Stan and Eric Law, great-great grandsons of Dr. Hezekiah Hankal unveil a plaque in his honor.
If Boones Creek Historical Trust member Vicki Shell’s prediction comes to fruition, don’t be surprised to see the story of Dr. Hezekiah Hankal play out on the big screen in upcoming years.
He deserves that level of recognition, she said, and the many prominent public officials and others at a dedication ceremony held in his honor Sunday may agree. She said a project like this is already in the works.
The Washington County Health Department building was named for the local pioneer during the ceremony.
Perseverance was the name of the game with Hankal (1825-1903), and perseverance was needed in getting the county health department named after the man.

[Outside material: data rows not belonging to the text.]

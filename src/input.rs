//! Keyboard, mouse and clipboard state polled once per frame.

use std::collections::HashSet;

use glam::Vec2;
use log::debug;
use winit::event::{DeviceEvent, ElementState, KeyEvent, MouseButton, WindowEvent};
use winit::keyboard::{KeyCode, PhysicalKey};

pub type KeyCallback = Box<dyn FnMut(KeyCode)>;

#[derive(Clone, Copy, Debug, Default, PartialEq)]
pub struct CursorState {
    pub position: Vec2,
    /// Movement since the previous `poll_events`.
    pub delta: Vec2,
    pub locked: bool,
}

/// Input capabilities the application reads every frame.
///
/// `jpressed`/`jclicked` report keys and buttons that went down since the
/// previous [`Input::poll_events`] call.
pub trait Input {
    /// Makes the events received since the last call visible.
    fn poll_events(&mut self);

    fn pressed(&self, key: KeyCode) -> bool;
    fn jpressed(&self, key: KeyCode) -> bool;
    fn clicked(&self, button: MouseButton) -> bool;
    fn jclicked(&self, button: MouseButton) -> bool;

    fn cursor(&self) -> CursorState;
    fn set_cursor_locked(&mut self, locked: bool);

    fn clipboard_text(&self) -> Option<&str>;
    fn set_clipboard_text(&mut self, text: &str);

    /// Runs `callback` every time `key` goes down.
    fn add_key_callback(&mut self, key: KeyCode, callback: KeyCallback);
}

/// [`Input`] fed by winit window and device events.
#[derive(Default)]
pub struct WinitInput {
    keys: HashSet<KeyCode>,
    just_pressed: HashSet<KeyCode>,
    next_pressed: HashSet<KeyCode>,
    buttons: HashSet<MouseButton>,
    just_clicked: HashSet<MouseButton>,
    next_clicked: HashSet<MouseButton>,
    cursor: CursorState,
    pending_delta: Vec2,
    last_position: Option<Vec2>,
    clipboard: Option<String>,
    callbacks: Vec<(KeyCode, KeyCallback)>,
}

impl WinitInput {
    pub fn new() -> Self {
        Self::default()
    }

    pub fn handle_window_event(&mut self, event: &WindowEvent) {
        match event {
            WindowEvent::KeyboardInput {
                event:
                    KeyEvent {
                        physical_key: PhysicalKey::Code(code),
                        state,
                        repeat,
                        ..
                    },
                ..
            } => match state {
                ElementState::Pressed if !repeat => self.press_key(*code),
                ElementState::Pressed => {}
                ElementState::Released => self.release_key(*code),
            },
            WindowEvent::MouseInput { state, button, .. } => match state {
                ElementState::Pressed => self.press_button(*button),
                ElementState::Released => self.release_button(*button),
            },
            WindowEvent::CursorMoved { position, .. } => {
                self.move_cursor(Vec2::new(position.x as f32, position.y as f32));
            }
            WindowEvent::Focused(false) => {
                debug!("Focus lost, releasing held keys");
                self.keys.clear();
                self.buttons.clear();
            }
            _ => {}
        }
    }

    /// Raw mouse motion drives the cursor delta while the cursor is locked.
    pub fn handle_device_event(&mut self, event: &DeviceEvent) {
        if let DeviceEvent::MouseMotion { delta } = event {
            if self.cursor.locked {
                self.pending_delta += Vec2::new(delta.0 as f32, delta.1 as f32);
            }
        }
    }

    pub fn press_key(&mut self, code: KeyCode) {
        if self.keys.insert(code) {
            self.next_pressed.insert(code);
            for (key, callback) in &mut self.callbacks {
                if *key == code {
                    callback(code);
                }
            }
        }
    }

    pub fn release_key(&mut self, code: KeyCode) {
        self.keys.remove(&code);
    }

    pub fn press_button(&mut self, button: MouseButton) {
        if self.buttons.insert(button) {
            self.next_clicked.insert(button);
        }
    }

    pub fn release_button(&mut self, button: MouseButton) {
        self.buttons.remove(&button);
    }

    pub fn move_cursor(&mut self, position: Vec2) {
        if !self.cursor.locked {
            if let Some(last) = self.last_position {
                self.pending_delta += position - last;
            }
        }
        self.last_position = Some(position);
        self.cursor.position = position;
    }
}

impl Input for WinitInput {
    fn poll_events(&mut self) {
        self.just_pressed = std::mem::take(&mut self.next_pressed);
        self.just_clicked = std::mem::take(&mut self.next_clicked);
        self.cursor.delta = std::mem::take(&mut self.pending_delta);
    }

    fn pressed(&self, key: KeyCode) -> bool {
        self.keys.contains(&key)
    }

    fn jpressed(&self, key: KeyCode) -> bool {
        self.just_pressed.contains(&key)
    }

    fn clicked(&self, button: MouseButton) -> bool {
        self.buttons.contains(&button)
    }

    fn jclicked(&self, button: MouseButton) -> bool {
        self.just_clicked.contains(&button)
    }

    fn cursor(&self) -> CursorState {
        self.cursor
    }

    fn set_cursor_locked(&mut self, locked: bool) {
        self.cursor.locked = locked;
        self.pending_delta = Vec2::ZERO;
    }

    fn clipboard_text(&self) -> Option<&str> {
        self.clipboard.as_deref()
    }

    fn set_clipboard_text(&mut self, text: &str) {
        self.clipboard = Some(text.to_string());
    }

    fn add_key_callback(&mut self, key: KeyCode, callback: KeyCallback) {
        self.callbacks.push((key, callback));
    }
}

#[cfg(test)]
mod tests {
    use super::*;
    use std::cell::Cell;
    use std::rc::Rc;

    #[test]
    fn just_pressed_lasts_one_poll() {
        let mut input = WinitInput::new();
        input.press_key(KeyCode::KeyW);
        assert!(!input.jpressed(KeyCode::KeyW));
        input.poll_events();
        assert!(input.jpressed(KeyCode::KeyW));
        assert!(input.pressed(KeyCode::KeyW));
        input.poll_events();
        assert!(!input.jpressed(KeyCode::KeyW));
        assert!(input.pressed(KeyCode::KeyW));
        input.release_key(KeyCode::KeyW);
        assert!(!input.pressed(KeyCode::KeyW));
    }

    #[test]
    fn held_key_fires_callback_once() {
        let count = Rc::new(Cell::new(0));
        let mut input = WinitInput::new();
        let seen = count.clone();
        input.add_key_callback(KeyCode::F3, Box::new(move |_| seen.set(seen.get() + 1)));
        input.press_key(KeyCode::F3);
        input.press_key(KeyCode::F3);
        input.press_key(KeyCode::F4);
        assert_eq!(count.get(), 1);
    }

    #[test]
    fn cursor_delta_accumulates_between_polls() {
        let mut input = WinitInput::new();
        input.move_cursor(Vec2::new(10.0, 10.0));
        input.move_cursor(Vec2::new(12.0, 15.0));
        input.move_cursor(Vec2::new(13.0, 14.0));
        input.poll_events();
        assert_eq!(input.cursor().delta, Vec2::new(3.0, 4.0));
        assert_eq!(input.cursor().position, Vec2::new(13.0, 14.0));
        input.poll_events();
        assert_eq!(input.cursor().delta, Vec2::ZERO);
    }

    #[test]
    fn clipboard_round_trips_text() {
        let mut input = WinitInput::new();
        assert_eq!(input.clipboard_text(), None);
        input.set_clipboard_text("stone");
        assert_eq!(input.clipboard_text(), Some("stone"));
        input.press_button(MouseButton::Left);
        input.poll_events();
        assert!(input.jclicked(MouseButton::Left));
        assert!(input.clicked(MouseButton::Left));
    }
}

“We have a big election year coming up,” Shell said to the audience of nearly 200 people. “I don’t want to hear any whining. Eleven years. The man ran for 11 years.”
Shell was referencing Hankal’s journey to becoming Johnson City’s first elected African-American alderman on March 23, 1887, after losing four times prior. That’s perseverance, Shell said.
Hankal’s historic accomplishments didn’t stop at serving publicly. He also served as a physician when black doctors treating white patients wasn’t well accepted.
State Sen. Rusty Crowe, R-Johnson City, touched on this while reading an official proclamation set to be displayed inside the health department from the state Senate about Hankal’s work. He spoke about the cholera epidemic of 1873, and how Hankal not only treated both black and white patients, but aided fellow physicians on how to successfully treat the outbreak. Crowe said history showed Hankal’s patients to have survived the ailment better than those of his colleagues.
All who stepped up to the microphone shared stories about the impact Hankal had on the region, but none were as excited about the dedication as Langston Heritage Group Chairwoman Mary H. Alexander.
“There’s not a drug addict that’s ever been as high as I am now,” Alexander said to the crowd. “Never in my wildest dreams did I think this would happen.”
She said her group’s mission is to illuminate African-American heritage, and this is just about the finest example she could think of. Perseverance, she said, is watching involved parties not give up on honoring Hankal and finally putting his name on something so close to his heart, public health and healing, about 110 years after his death.
Johnson City Mayor Ralph Van Brocklin said it’s rare to have a dedication be so fitting to the work of an individual. Nothing is more applicable than to have Hankal’s name on the health department, Van Brocklin said.
Education and faith were other focuses in Hankal’s life, said Jeff Douds, pastor of West Main Street Christian Church.
“My congregation was founded by Hezekiah Hankal in 1869 in a log schoolhouse,” Douds said. “He did what he did in a difficult time.”
Vincent Dial, pastor of Bethel Christian Church in Jonesborough, joked that it needed to be pointed out that Hankal founded his church three years prior to founding Doud’s, and noted Hankal worked as a minister in the area.
“They believe he baptized over 400 converts,” Dial said.
Hankal’s great-great grandson Eric Law said he was very grateful to see the building dedicated. Lawe said Hankal’s accomplishments weren’t just historical, they were timeless.